Collaboration profile

How they like to work

Role: specialist_contributorReach: Local1 countries collaborated

CO NOT has participated exclusively as a non-coordinating partner in both projects — a pattern consistent with a small, specialist research unit that contributes focused technical expertise within structures led by others. Their network is exceptionally tight: only 2 unique partners, all from a single country, reflecting the ERC grant model where the principal investigator's group is the primary beneficiary and broad consortium-building is not required. For a potential partner, this means engaging a highly specialised team with deep technical focus but limited prior experience managing large multi-partner consortia.

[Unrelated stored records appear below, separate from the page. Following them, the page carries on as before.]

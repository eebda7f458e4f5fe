//! # Dataset Extension Test Suite
//!
//! Growing and shrinking chunked datasets through the registry: maximum
//! extents, allocation-time policies, data preservation and persistence.
//!
//! ## Test Categories
//!
//! 1. **Bounds**: maximum extents, rank checks, contiguous layouts
//! 2. **Allocation time**: early, late and incremental storage
//! 3. **Data**: existing elements survive growth, shrunk elements are gone
//!
//! ## Usage
//!
//! ```sh
//! cargo test --test dataset_extend
//! ```

use std::path::Path;

use h5lite::dataset::{AllocTime, DatasetCreateProps, Dataspace, Datatype, Hyperslab};
use h5lite::{
    error_kind, AccessMode, CreateMode, ErrorKind, FileAccessProps, FileCreateProps, Hid, Registry,
};
use tempfile::tempdir;

// ============================================================================
// HELPER FUNCTIONS
// ============================================================================

fn create(reg: &Registry, path: &Path) -> Hid {
    reg.create_file(path, CreateMode::Truncate, &FileCreateProps::new(), &FileAccessProps::new())
        .unwrap()
}

fn i32_bytes(values: impl IntoIterator<Item = i32>) -> Vec<u8> {
    values.into_iter().flat_map(|v| v.to_le_bytes()).collect()
}

fn chunked_1d(reg: &Registry, fid: Hid, name: &str, len: u64, max: Option<u64>, alloc: AllocTime) -> Hid {
    let space = Dataspace::extendable(&[len], &[max]).unwrap();
    let dcpl = DatasetCreateProps::new().chunked(&[4]).alloc_time(alloc);
    reg.create_dataset(fid, name, Datatype::i32(), space, &dcpl).unwrap()
}

// ============================================================================
// BOUNDS
// ============================================================================

#[test]
fn growth_past_maximum_is_refused() {
    let dir = tempdir().unwrap();
    let reg = Registry::new();
    let fid = create(&reg, &dir.path().join("max.h5"));
    let did = chunked_1d(&reg, fid, "d", 4, Some(10), AllocTime::Incremental);

    reg.set_extent(did, &[10]).unwrap();
    let err = reg.set_extent(did, &[11]).unwrap_err();

    assert_eq!(error_kind(&err), ErrorKind::ExceedsMaximumExtent);
    assert_eq!(reg.dataset_extent(did).unwrap(), vec![10]);
    assert_eq!(reg.dataset_max_extent(did).unwrap(), vec![Some(10)]);
}

#[test]
fn rank_must_match() {
    let dir = tempdir().unwrap();
    let reg = Registry::new();
    let fid = create(&reg, &dir.path().join("rank.h5"));
    let did = chunked_1d(&reg, fid, "d", 4, None, AllocTime::Incremental);

    let err = reg.set_extent(did, &[4, 4]).unwrap_err();

    assert_eq!(error_kind(&err), ErrorKind::RankMismatch);
}

#[test]
fn overflowing_extent_is_refused_and_file_stays_readable() {
    let dir = tempdir().unwrap();
    let path = dir.path().join("overflow.h5");
    let reg = Registry::new();
    let fid = create(&reg, &path);
    let space = Dataspace::extendable(&[2, 2], &[None, None]).unwrap();
    let did = reg
        .create_dataset(fid, "d", Datatype::i32(), space, &DatasetCreateProps::new().chunked(&[2, 2]))
        .unwrap();

    let err = reg.set_extent(did, &[1 << 33, 1 << 33]).unwrap_err();

    assert_eq!(error_kind(&err), ErrorKind::InvalidArgument);
    assert_eq!(reg.dataset_extent(did).unwrap(), vec![2, 2]);
    reg.flush_dataset(did).unwrap();
    reg.close_dataset(did).unwrap();
    reg.close_file(fid).unwrap();
    let fid = reg.open_file(&path, AccessMode::ReadOnly, &FileAccessProps::new()).unwrap();
    let did = reg.open_dataset(fid, "d").unwrap();
    assert_eq!(reg.dataset_extent(did).unwrap(), vec![2, 2]);
}

#[test]
fn oversized_chunk_is_refused() {
    let dir = tempdir().unwrap();
    let reg = Registry::new();
    let fid = create(&reg, &dir.path().join("huge_chunk.h5"));
    let space = Dataspace::extendable(&[0], &[None]).unwrap();

    let err = reg
        .create_dataset(fid, "d", Datatype::i32(), space, &DatasetCreateProps::new().chunked(&[1 << 62]))
        .unwrap_err();

    assert_eq!(error_kind(&err), ErrorKind::InvalidArgument);
    let missing = reg.open_dataset(fid, "d").unwrap_err();
    assert_eq!(error_kind(&missing), ErrorKind::NotFound);
}

#[test]
fn contiguous_extent_is_fixed() {
    let dir = tempdir().unwrap();
    let reg = Registry::new();
    let fid = create(&reg, &dir.path().join("contig.h5"));
    let did = reg
        .create_dataset(
            fid,
            "c",
            Datatype::i32(),
            Dataspace::simple(&[6]).unwrap(),
            &DatasetCreateProps::new().contiguous(),
        )
        .unwrap();

    let err = reg.set_extent(did, &[3]).unwrap_err();
    assert_eq!(error_kind(&err), ErrorKind::InvalidShrink);
    reg.set_extent(did, &[6]).unwrap();
}

#[test]
fn extendable_space_needs_chunking() {
    let dir = tempdir().unwrap();
    let reg = Registry::new();
    let fid = create(&reg, &dir.path().join("needs_chunk.h5"));

    let err = reg
        .create_dataset(
            fid,
            "e",
            Datatype::i32(),
            Dataspace::extendable(&[1], &[None]).unwrap(),
            &DatasetCreateProps::new(),
        )
        .unwrap_err();

    assert_eq!(error_kind(&err), ErrorKind::InvalidArgument);
}

#[test]
fn read_only_handle_cannot_extend() {
    let dir = tempdir().unwrap();
    let path = dir.path().join("ro.h5");
    let reg = Registry::new();
    let fid = create(&reg, &path);
    let did = chunked_1d(&reg, fid, "d", 4, None, AllocTime::Incremental);
    reg.close_dataset(did).unwrap();
    reg.close_file(fid).unwrap();

    let fid = reg.open_file(&path, AccessMode::ReadOnly, &FileAccessProps::new()).unwrap();
    let did = reg.open_dataset(fid, "d").unwrap();
    let err = reg.set_extent(did, &[8]).unwrap_err();

    assert_eq!(error_kind(&err), ErrorKind::ReadOnly);
}

// ============================================================================
// ALLOCATION TIME
// ============================================================================

#[test]
fn early_allocates_on_create_and_growth() {
    let dir = tempdir().unwrap();
    let reg = Registry::new();
    let fid = create(&reg, &dir.path().join("early.h5"));
    let did = chunked_1d(&reg, fid, "d", 6, None, AllocTime::Early);

    assert_eq!(reg.dataset_storage_size(did).unwrap(), 32);
    reg.set_extent(did, &[12]).unwrap();
    assert_eq!(reg.dataset_storage_size(did).unwrap(), 48);
}

#[test]
fn late_allocates_on_first_write() {
    let dir = tempdir().unwrap();
    let reg = Registry::new();
    let fid = create(&reg, &dir.path().join("late.h5"));
    let did = chunked_1d(&reg, fid, "d", 8, None, AllocTime::Late);
    assert_eq!(reg.dataset_storage_size(did).unwrap(), 0);

    reg.write_dataset(did, &Hyperslab::new(&[0], &[1]).unwrap(), &i32_bytes([7])).unwrap();

    assert_eq!(reg.dataset_storage_size(did).unwrap(), 32);
}

#[test]
fn incremental_allocates_touched_chunks() {
    let dir = tempdir().unwrap();
    let reg = Registry::new();
    let fid = create(&reg, &dir.path().join("incr.h5"));
    let did = chunked_1d(&reg, fid, "d", 16, None, AllocTime::Incremental);

    reg.write_dataset(did, &Hyperslab::new(&[9], &[2]).unwrap(), &i32_bytes([1, 2])).unwrap();

    assert_eq!(reg.dataset_storage_size(did).unwrap(), 16);
    let all = reg.read_dataset(did, &Hyperslab::all(&[16])).unwrap();
    let mut expected = vec![0i32; 16];
    expected[9] = 1;
    expected[10] = 2;
    assert_eq!(all, i32_bytes(expected));
}

// ============================================================================
// DATA
// ============================================================================

#[test]
fn two_axis_growth_preserves_elements() {
    let dir = tempdir().unwrap();
    let path = dir.path().join("grid.h5");
    let reg = Registry::new();
    let fid = create(&reg, &path);
    let space = Dataspace::extendable(&[2, 3], &[None, None]).unwrap();
    let did = reg
        .create_dataset(fid, "grid", Datatype::i32(), space, &DatasetCreateProps::new().chunked(&[2, 2]))
        .unwrap();
    reg.write_dataset(did, &Hyperslab::all(&[2, 3]), &i32_bytes(0..6)).unwrap();

    reg.set_extent(did, &[3, 4]).unwrap();
    reg.flush_dataset(did).unwrap();
    reg.close_dataset(did).unwrap();
    reg.close_file(fid).unwrap();

    let fid = reg.open_file(&path, AccessMode::ReadOnly, &FileAccessProps::new()).unwrap();
    let did = reg.open_dataset(fid, "grid").unwrap();
    assert_eq!(reg.dataset_extent(did).unwrap(), vec![3, 4]);
    let got = reg.read_dataset(did, &Hyperslab::all(&[3, 4])).unwrap();
    assert_eq!(got, i32_bytes([0, 1, 2, 0, 3, 4, 5, 0, 0, 0, 0, 0]));
}

#[test]
fn shrink_then_grow_reads_zeros() {
    let dir = tempdir().unwrap();
    let reg = Registry::new();
    let fid = create(&reg, &dir.path().join("regrow.h5"));
    let did = chunked_1d(&reg, fid, "d", 8, None, AllocTime::Incremental);
    reg.write_dataset(did, &Hyperslab::all(&[8]), &i32_bytes(1..=8)).unwrap();

    reg.set_extent(did, &[2]).unwrap();
    reg.set_extent(did, &[8]).unwrap();

    let got = reg.read_dataset(did, &Hyperslab::all(&[8])).unwrap();
    assert_eq!(got, i32_bytes([1, 2, 0, 0, 0, 0, 0, 0]));
}

#[test]
fn shrink_to_zero_releases_everything() {
    let dir = tempdir().unwrap();
    let reg = Registry::new();
    let fid = create(&reg, &dir.path().join("zero.h5"));
    let did = chunked_1d(&reg, fid, "d", 8, None, AllocTime::Early);

    reg.set_extent(did, &[0]).unwrap();

    assert_eq!(reg.dataset_storage_size(did).unwrap(), 0);
    assert_eq!(reg.free_space(fid).unwrap(), 32);
    let err = reg
        .read_dataset(did, &Hyperslab::new(&[0], &[1]).unwrap())
        .unwrap_err();
    assert_eq!(error_kind(&err), ErrorKind::SelectionOutOfBounds);
}

#[test]
fn wrong_buffer_size_is_refused() {
    let dir = tempdir().unwrap();
    let reg = Registry::new();
    let fid = create(&reg, &dir.path().join("buf.h5"));
    let did = chunked_1d(&reg, fid, "d", 4, None, AllocTime::Incremental);

    let err = reg
        .write_dataset(did, &Hyperslab::all(&[4]), &i32_bytes([1, 2, 3]))
        .unwrap_err();

    assert_eq!(error_kind(&err), ErrorKind::BufferSizeMismatch);
}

CO NOT has collaborated with only 2 unique partners, all based in Slovenia, giving them one of the smallest and most geographically concentrated networks in H2020. This reflects their ERC-centric funding history rather than a lack of capability, but it does mean they have minimal established cross-border consortium ties to date.

Why partner with them

What sets them apart

CO NOT occupies a very specific niche: they are one of the few Slovenian research entities focused exclusively on the electrochemical performance and durability of platinum-group catalysts for hydrogen fuel cells, supported by ERC-level competitive grants that signal peer-recognised scientific excellence. What sets them apart is the combination of rigorous fundamental research capacity (ERC-STG) and a demonstrated willingness to bridge toward commercialisation (ERC-POC) — a combination that pure academic groups rarely pursue. For a consortium or company working on PEMFC stack development, membrane electrode assemblies, or green hydrogen electrolysis, they offer credible catalyst science with an eye on real-world deployment.

Notable projects

Highlights from their portfolio

  • 123STABLE
    The anchor ERC Starting Grant (EUR 132,000 to CO NOT) that established their scientific identity — a multi-year programme on nanostructured electrocatalyst stability combining fuel cell, electrolyzer, and electron microscopy expertise.
  • StableCat
    An ERC Proof of Concept grant that marks a deliberate pivot from science to market: CO NOT tested the commercial and IP feasibility of their Pt-alloy catalyst findings, a rare step for a small Slovenian research institute.
Cross-sector capabilities
Environment and climate tech (low-carbon hydrogen production)Advanced materials and nanotechnologyChemical engineering (catalyst design and testing)Transport (fuel cell vehicle powertrain components)
Analysis note: Only 2 projects available, both ERC grants (which by design have minimal partner diversity). The technical profile is clear and consistent, but network depth, cross-border collaboration patterns, and broader institutional capacity cannot be assessed from this data. The confidence rating reflects data scarcity, not scientific weakness — the ERC grants themselves signal above-average research quality.